Detailed Description

The technical solutions in the embodiments of the present application will be clearly and completely described below with reference to the drawings in the embodiments of the present application, and it is obvious that the described embodiments are only a part of the embodiments of the present application, and not all of the embodiments. All other embodiments, which can be derived by a person skilled in the art from the embodiments given herein without making any creative effort, shall fall within the protection scope of the present application.

In order to make the aforementioned objects, features and advantages of the present application more comprehensible, the present application is described in further detail with reference to the accompanying drawings and the detailed description.

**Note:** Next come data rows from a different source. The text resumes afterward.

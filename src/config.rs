use std::env;

pub const RUNTIME_CHECKS_VAR: &str = "CAF_RUNTIME_CHECKS";
pub const FATAL_EXIT_CODE_VAR: &str = "CAF_FATAL_EXIT_CODE";

/// Runtime settings, read once when the runtime is created.
#[derive(Clone, Debug, PartialEq, Eq)]
pub struct RuntimeConfig {
    /// Reject image indices other than 1 instead of ignoring them.
    pub runtime_checks: bool,
    /// Process exit code after a fatal error with no status to report to.
    pub fatal_exit_code: i32,
}

impl Default for RuntimeConfig {
    fn default() -> Self {
        Self {
            runtime_checks: false,
            fatal_exit_code: 1,
        }
    }
}

impl RuntimeConfig {
    pub fn from_env() -> Self {
        Self::from_lookup(|key| env::var(key).ok())
    }

    /// Builds the config from any key lookup; unset or unparsable values
    /// keep their defaults.
    pub fn from_lookup(lookup: impl Fn(&str) -> Option<String>) -> Self {
        let defaults = Self::default();
        let runtime_checks = lookup(RUNTIME_CHECKS_VAR)
            .and_then(|value| parse_flag(&value))
            .unwrap_or(defaults.runtime_checks);
        let fatal_exit_code = lookup(FATAL_EXIT_CODE_VAR)
            .and_then(|value| value.trim().parse().ok())
            .unwrap_or(defaults.fatal_exit_code);
        Self {
            runtime_checks,
            fatal_exit_code,
        }
    }
}

fn parse_flag(value: &str) -> Option<bool> {
    match value.trim().to_ascii_lowercase().as_str() {
        "1" | "true" | "yes" | "on" => Some(true),
        "0" | "false" | "no" | "off" | "" => Some(false),
        _ => None,
    }
}

#[cfg(test)]
mod tests {
    use super::*;
    use std::collections::HashMap;

    fn lookup(pairs: &[(&str, &str)]) -> impl Fn(&str) -> Option<String> {
        let map: HashMap<String, String> = pairs
            .iter()
            .map(|(k, v)| (k.to_string(), v.to_string()))
            .collect();
        move |key| map.get(key).cloned()
    }

    #[test]
    fn defaults_when_unset() {
        assert_eq!(RuntimeConfig::from_lookup(lookup(&[])), RuntimeConfig::default());
    }

    #[test]
    fn reads_flags_and_exit_code() {
        let config = RuntimeConfig::from_lookup(lookup(&[
            (RUNTIME_CHECKS_VAR, "Yes"),
            (FATAL_EXIT_CODE_VAR, " 3 "),
        ]));
        assert!(config.runtime_checks);
        assert_eq!(config.fatal_exit_code, 3);
    }

    #[test]
    fn garbage_keeps_defaults() {
        let config = RuntimeConfig::from_lookup(lookup(&[
            (RUNTIME_CHECKS_VAR, "maybe"),
            (FATAL_EXIT_CODE_VAR, "x"),
        ]));
        assert_eq!(config, RuntimeConfig::default());
    }
}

In all embodiments, the data set used is from the middle-english-korean corpus constructed from the real data set "middle korean science and technology information processing integrated platform" project. The original corpus comprises more than 3 ten thousand documents and more than 16 ten thousand pairs of parallel sentences, and covers 13 fields of biotechnology, marine environment, aerospace and the like. The quality estimation score uses a Human-mediated transformation Edit Rate (HTER). HTER is an edit distance based metric that captures the distance between the automatic translation and the reference translation based on the number of modifications required to convert one translation to another, and therefore the quality estimation model needs to reasonably predict this score. The HTER score is automatically calculated by the TERCOM tool. The XLM-RoBERTA-large version is selected as a cross-language pre-training model for experiments and comprises 24 hidden layers and a word embedding layer, and the dimension of each hidden layer is 1024. In the quality estimation process, the length of the sentence padding is 80, the gradient optimization algorithm uses an Adam optimizer, and the learning rate is set to be 2 e-5.

Example one

In the first embodiment, a Cross-Language pre-training Model is introduced into a translation quality estimation task, and first, a source Language to be evaluated and a translation sentence pair are embedded into a sentence based on a Cross-Language Model pre-training Model (XLM-R), and then, the translation quality estimation task is implemented by directly using a generated sentence vector. As shown in fig. 1, a schematic flowchart of a middle-oriented translation quality estimation method based on a cross-language pre-training model according to an embodiment of the present application mainly includes three parts:

the method comprises the steps of firstly, splicing a source language sentence and a machine translation of a target language into a spliced sentence according to a preset format, and then obtaining an initial characteristic matrix X of the spliced sentence by using an XLM-R model.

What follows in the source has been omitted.